The production of "Mood Swings" was handled by 808Melo, a London-based producer of Cameroonian descent who had been a key collaborator in the development of UK drill and had worked closely with Pop Smoke during his lifetime. 808Melo's production style, characterized by dark melodic loops built around minor-key keyboard samples or synthesizer lines layered over aggressive 808 percussion, was central to defining the sonic identity of Pop Smoke's catalog. On "Mood Swings," this approach is deployed with particular effectiveness, creating an atmospheric track that suits both artists' contributions.
The song became one of the most streamed tracks from the album and registered on the Billboard Hot 100, contributing to the album's remarkable commercial performance. Shoot for the Stars Aim for the Moon generated multiple charting singles and demonstrated that Pop Smoke's fanbase, which had been growing rapidly through the final months of his life, remained intensely engaged with his music after his death. The album's chart run was among the longest for a hip-hop release that year, sustained by consistent streaming activity and the emotional weight that listeners attached to the material.
50 Cent's curatorial role in assembling the album attracted some controversy, as posthumous releases always invite scrutiny about how closely the final product reflects the artist's own intentions. The executive producer was open about the collaborative nature of the assembly process and the effort made to present Pop Smoke's work in the most commercially and artistically compelling form available. Whether the specific sequencing and additional production choices reflected exactly what Pop Smoke would have done himself is unknowable, but the commercial and critical reception suggested that the final product resonated strongly with his audience.

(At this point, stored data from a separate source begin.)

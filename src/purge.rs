//! Purge Scheduler
//!
//! Periodically purges expired trash for every registered entity kind. Kinds are purged
//! in their own tasks, so a failing or panicking kind never holds up the others, and a
//! failed tick never stops the timer.

use std::{
    fmt::{Debug, Formatter, Result as FmtResult},
    sync::Arc,
    time::Duration,
};

use async_trait::async_trait;
use mockall::automock;
use tokio::{
    sync::oneshot,
    task::{JoinError, JoinHandle, JoinSet},
    time::MissedTickBehavior,
};
use tracing::{debug, error, info};

use crate::{
    kinds::EntityKind,
    lifecycle::{EntityLifecycleManager, LifecycleError, LifecycleStore, PurgeReport},
};

/// Shortest accepted tick period.
const MIN_PERIOD: Duration = Duration::from_secs(1);

/// Anything that can purge expired trash for one entity kind.
#[automock]
#[async_trait]
pub trait PurgeTarget: Send + Sync {
    fn kind(&self) -> EntityKind;

    async fn purge(&self, retention: Duration) -> Result<PurgeReport, LifecycleError>;
}

#[async_trait]
impl<S> PurgeTarget for EntityLifecycleManager<S>
where
    S: LifecycleStore + 'static,
{
    fn kind(&self) -> EntityKind {
        EntityLifecycleManager::kind(self)
    }

    async fn purge(&self, retention: Duration) -> Result<PurgeReport, LifecycleError> {
        self.purge_expired(retention).await
    }
}

/// Scheduler timing.
#[derive(Debug, Clone, Copy, PartialEq, Eq)]
pub struct PurgeSettings {
    /// Time between ticks.
    pub period: Duration,

    /// Default retention window, for kinds registered without an override.
    pub retention: Duration,
}

impl Default for PurgeSettings {
    fn default() -> Self {
        Self {
            period: Duration::from_secs(24 * 60 * 60),
            retention: Duration::from_secs(30 * 24 * 60 * 60),
        }
    }
}

/// How one kind fared in a tick.
#[derive(Debug)]
pub enum KindOutcome {
    /// The pass ran; per-entity failures are counted in the report.
    Purged(PurgeReport),

    /// The scan failed or the retention window could not be applied.
    Failed(LifecycleError),

    /// The task panicked. Other kinds in the tick are unaffected.
    Panicked,

    /// The task was aborted before it finished.
    Cancelled,
}

impl KindOutcome {
    #[must_use]
    pub const fn report(&self) -> Option<&PurgeReport> {
        match self {
            Self::Purged(report) => Some(report),
            _ => None,
        }
    }
}

/// Result of one tick, in registration order.
#[derive(Debug, Default)]
pub struct TickSummary {
    /// One entry per registered kind.
    pub outcomes: Vec<(EntityKind, KindOutcome)>,
}

impl TickSummary {
    /// Outcome for `kind`, if it was registered.
    #[must_use]
    pub fn outcome(&self, kind: EntityKind) -> Option<&KindOutcome> {
        self.outcomes
            .iter()
            .find(|(registered, _)| *registered == kind)
            .map(|(_, outcome)| outcome)
    }

    /// Entities purged across every kind.
    #[must_use]
    pub fn purged(&self) -> usize {
        self.outcomes
            .iter()
            .filter_map(|(_, outcome)| outcome.report())
            .map(|report| report.purged)
            .sum()
    }

    /// Kinds whose purge did not complete.
    #[must_use]
    pub fn failures(&self) -> usize {
        self.outcomes
            .iter()
            .filter(|(_, outcome)| outcome.report().is_none())
            .count()
    }
}

#[derive(Clone)]
struct Registration {
    kind: EntityKind,
    retention: Duration,
    target: Arc<dyn PurgeTarget>,
}

/// Periodically purges expired trash for every registered kind.
///
/// Each kind runs in its own task per tick, so a failure or panic in one kind never
/// stops the others.
#[derive(Clone)]
pub struct PurgeScheduler {
    settings: PurgeSettings,
    registrations: Vec<Registration>,
}

impl Debug for PurgeScheduler {
    fn fmt(&self, f: &mut Formatter<'_>) -> FmtResult {
        f.debug_struct("PurgeScheduler")
            .field("settings", &self.settings)
            .field("kinds", &self.kinds())
            .finish()
    }
}

impl PurgeScheduler {
    #[must_use]
    pub fn new(settings: PurgeSettings) -> Self {
        Self {
            settings,
            registrations: Vec::new(),
        }
    }

    #[must_use]
    pub fn settings(&self) -> PurgeSettings {
        self.settings
    }

    /// Register a kind with the default retention window.
    pub fn register(&mut self, target: Arc<dyn PurgeTarget>) -> &mut Self {
        let retention = self.settings.retention;

        self.register_with_retention(target, retention)
    }

    /// Register a kind with its own retention window.
    pub fn register_with_retention(
        &mut self,
        target: Arc<dyn PurgeTarget>,
        retention: Duration,
    ) -> &mut Self {
        let kind = target.kind();

        debug!(%kind, ?retention, "registered for purging");

        self.registrations.push(Registration {
            kind,
            retention,
            target,
        });

        self
    }

    #[must_use]
    pub fn kinds(&self) -> Vec<EntityKind> {
        self.registrations.iter().map(|r| r.kind).collect()
    }

    /// Run one tick to completion.
    pub async fn run_tick(&self) -> TickSummary {
        let handles: Vec<(EntityKind, JoinHandle<Result<PurgeReport, LifecycleError>>)> = self
            .registrations
            .iter()
            .map(|registration| {
                let target = Arc::clone(&registration.target);
                let retention = registration.retention;

                (
                    registration.kind,
                    tokio::spawn(async move { target.purge(retention).await }),
                )
            })
            .collect();

        let mut summary = TickSummary::default();

        for (kind, handle) in handles {
            let outcome = match handle.await {
                Ok(Ok(report)) => KindOutcome::Purged(report),
                Ok(Err(source)) => {
                    error!(%kind, error = %source, "purge failed");
                    KindOutcome::Failed(source)
                }
                Err(join) => join_failure(kind, &join),
            };

            summary.outcomes.push((kind, outcome));
        }

        info!(
            kinds = summary.outcomes.len(),
            purged = summary.purged(),
            failures = summary.failures(),
            "purge tick finished"
        );

        summary
    }

    /// Start ticking in the background. The first tick runs immediately.
    #[must_use]
    pub fn spawn(self) -> PurgeSchedulerHandle {
        let period = self.settings.period.max(MIN_PERIOD);
        let scheduler = Arc::new(self);
        let (stop_tx, mut stop_rx) = oneshot::channel::<()>();

        let join = tokio::spawn(async move {
            let mut interval = tokio::time::interval(period);
            interval.set_missed_tick_behavior(MissedTickBehavior::Delay);

            let mut ticks = JoinSet::new();

            info!(?period, kinds = ?scheduler.kinds(), "purge scheduler started");

            loop {
                tokio::select! {
                    _ = &mut stop_rx => break,
                    _ = interval.tick() => {
                        let scheduler = Arc::clone(&scheduler);
                        ticks.spawn(async move { scheduler.run_tick().await });
                    }
                    Some(finished) = ticks.join_next(), if !ticks.is_empty() => {
                        log_tick_panic(finished);
                    }
                }
            }

            while let Some(finished) = ticks.join_next().await {
                log_tick_panic(finished);
            }

            info!("purge scheduler stopped");
        });

        PurgeSchedulerHandle {
            stop_tx: Some(stop_tx),
            join: Some(join),
        }
    }
}

fn join_failure(kind: EntityKind, join: &JoinError) -> KindOutcome {
    if join.is_panic() {
        error!(%kind, "purge task panicked");
        KindOutcome::Panicked
    } else {
        error!(%kind, "purge task was cancelled");
        KindOutcome::Cancelled
    }
}

fn log_tick_panic(finished: Result<TickSummary, JoinError>) {
    if let Err(join) = finished {
        error!(error = %join, "purge tick did not complete");
    }
}

/// Running scheduler. Dropping it stops the timer without waiting for in-flight ticks.
#[derive(Debug)]
pub struct PurgeSchedulerHandle {
    stop_tx: Option<oneshot::Sender<()>>,
    join: Option<JoinHandle<()>>,
}

impl PurgeSchedulerHandle {
    /// Stop the timer and wait for in-flight ticks to finish.
    ///
    /// # Errors
    ///
    /// Returns an error if the scheduler task panicked.
    pub async fn shutdown(mut self) -> Result<(), JoinError> {
        if let Some(stop_tx) = self.stop_tx.take() {
            stop_tx.send(()).ok();
        }

        match self.join.take() {
            Some(join) => join.await,
            None => Ok(()),
        }
    }
}

impl Drop for PurgeSchedulerHandle {
    fn drop(&mut self) {
        if let Some(stop_tx) = self.stop_tx.take() {
            stop_tx.send(()).ok();
        }
    }
}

Lil Tjay's appearance on "Mood Swings" added a layer of New York solidarity to the record, connecting two artists who represented the breadth of New York rap in the streaming era. Pop Smoke's drill-rooted style and Lil Tjay's more melodic approach are different enough that their combination on a single track required genuine craft, and the song's production creates enough space for both to operate without crowding. The result is one of the more emotionally engaging tracks on an album that could sometimes prioritize atmosphere over narrative.

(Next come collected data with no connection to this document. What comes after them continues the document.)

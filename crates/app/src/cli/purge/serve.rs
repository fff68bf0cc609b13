use tracing::info;

use crate::{cli::CliError, shutdown};

use super::PurgeArgs;

pub(crate) async fn run(args: PurgeArgs) -> Result<(), CliError> {
    let handle = args.scheduler().await?.spawn();

    let signal = shutdown::requested().await;

    info!("stopping purge scheduler");

    handle.shutdown().await?;
    signal?;

    Ok(())
}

Pop Smoke had been signed to Victor Victor Worldwide, a Universal Music Group imprint, and his untimely death created both grief and significant commercial decisions for the label regarding how to handle a catalog that was already generating enormous revenue. The respectful but commercially aggressive approach taken with Shoot for the Stars reflected industry norms around posthumous releases while the genuine quality of Pop Smoke's material made it easier to defend those decisions on artistic grounds. "Mood Swings" is among the tracks that best justify that assessment, offering something that feels genuinely complete rather than assembled from fragments.

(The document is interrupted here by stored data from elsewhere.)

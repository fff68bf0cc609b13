//! Lifecycle State

use std::fmt::{Display, Formatter, Result as FmtResult};

use jiff::Timestamp;
use serde::{Deserialize, Serialize};

/// Persisted lifecycle of an entity.
///
/// `Purged` is never stored: purging removes the record.
#[derive(Debug, Clone, Copy, PartialEq, Eq, Serialize, Deserialize)]
#[serde(tag = "state", rename_all = "snake_case")]
pub enum Lifecycle {
    /// Visible to normal reads.
    Active,
    /// Soft deleted at `at`.
    Trashed { at: Timestamp },
}

impl Lifecycle {
    #[must_use]
    pub const fn state(self) -> LifecycleState {
        match self {
            Self::Active => LifecycleState::Active,
            Self::Trashed { .. } => LifecycleState::Trashed,
        }
    }

    #[must_use]
    pub const fn trashed_at(self) -> Option<Timestamp> {
        match self {
            Self::Active => None,
            Self::Trashed { at } => Some(at),
        }
    }

    #[must_use]
    pub const fn is_active(self) -> bool {
        matches!(self, Self::Active)
    }

    /// Build from the nullable `trashed_at` column used by storage backends.
    #[must_use]
    pub const fn from_trashed_at(trashed_at: Option<Timestamp>) -> Self {
        match trashed_at {
            None => Self::Active,
            Some(at) => Self::Trashed { at },
        }
    }
}

/// Lifecycle discriminant, used for queries and write preconditions.
#[derive(Debug, Clone, Copy, PartialEq, Eq, Hash, Serialize, Deserialize)]
#[serde(rename_all = "snake_case")]
pub enum LifecycleState {
    /// Visible to normal reads.
    Active,
    /// In the trash, awaiting restore or purge.
    Trashed,
}

impl Display for LifecycleState {
    fn fmt(&self, f: &mut Formatter<'_>) -> FmtResult {
        f.write_str(match self {
            Self::Active => "active",
            Self::Trashed => "trashed",
        })
    }
}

The cultural impact of Pop Smoke's death and the subsequent success of his posthumous album were significant markers in the ongoing story of New York rap's resurgence in the late 2010s and early 2020s. After years in which Atlanta dominated hip-hop's commercial landscape, New York drill represented a credible challenge to that hegemony, and Pop Smoke was its most compelling avatar. "Mood Swings" and the album that contained it ensured that his contribution to that story would be remembered with the specificity of actual chart numbers and streaming figures rather than as a talent tragically cut short before his commercial moment arrived, because the commercial moment, it turned out, had already arrived.
02 Song Meaning
The Emotional Architecture of "Mood Swings": Pop Smoke, Lil Tjay, and the Texture of Desire
"Mood Swings" takes its title from an emotional state that is defined by its instability, and that instability is the song's central subject. The track explores the experience of romantic attraction as something that does not settle into clean categories of affection or indifference but instead shifts unpredictably, carrying the speaker from tenderness to detachment and back again. Pop Smoke's contribution frames this experience with characteristic directness, while Lil Tjay's melodic sections give it a more vulnerable, searching quality that opens the emotional range of the track considerably.
In the landscape of contemporary hip-hop, songs that deal with emotional complexity in relationships occupy a middle ground between the harder-edged material that defines drill and the fully confessional mode of emo rap. "Mood Swings" inhabits that middle ground with confidence. It is not a song that prioritizes toughness over feeling, nor is it a song that abandons the aesthetic of the New York drill scene entirely in favor of emotional exposure. The balance reflects something genuine about the experience of being young, romantically engaged, and culturally situated within a world where expressing vulnerability requires navigating real social codes.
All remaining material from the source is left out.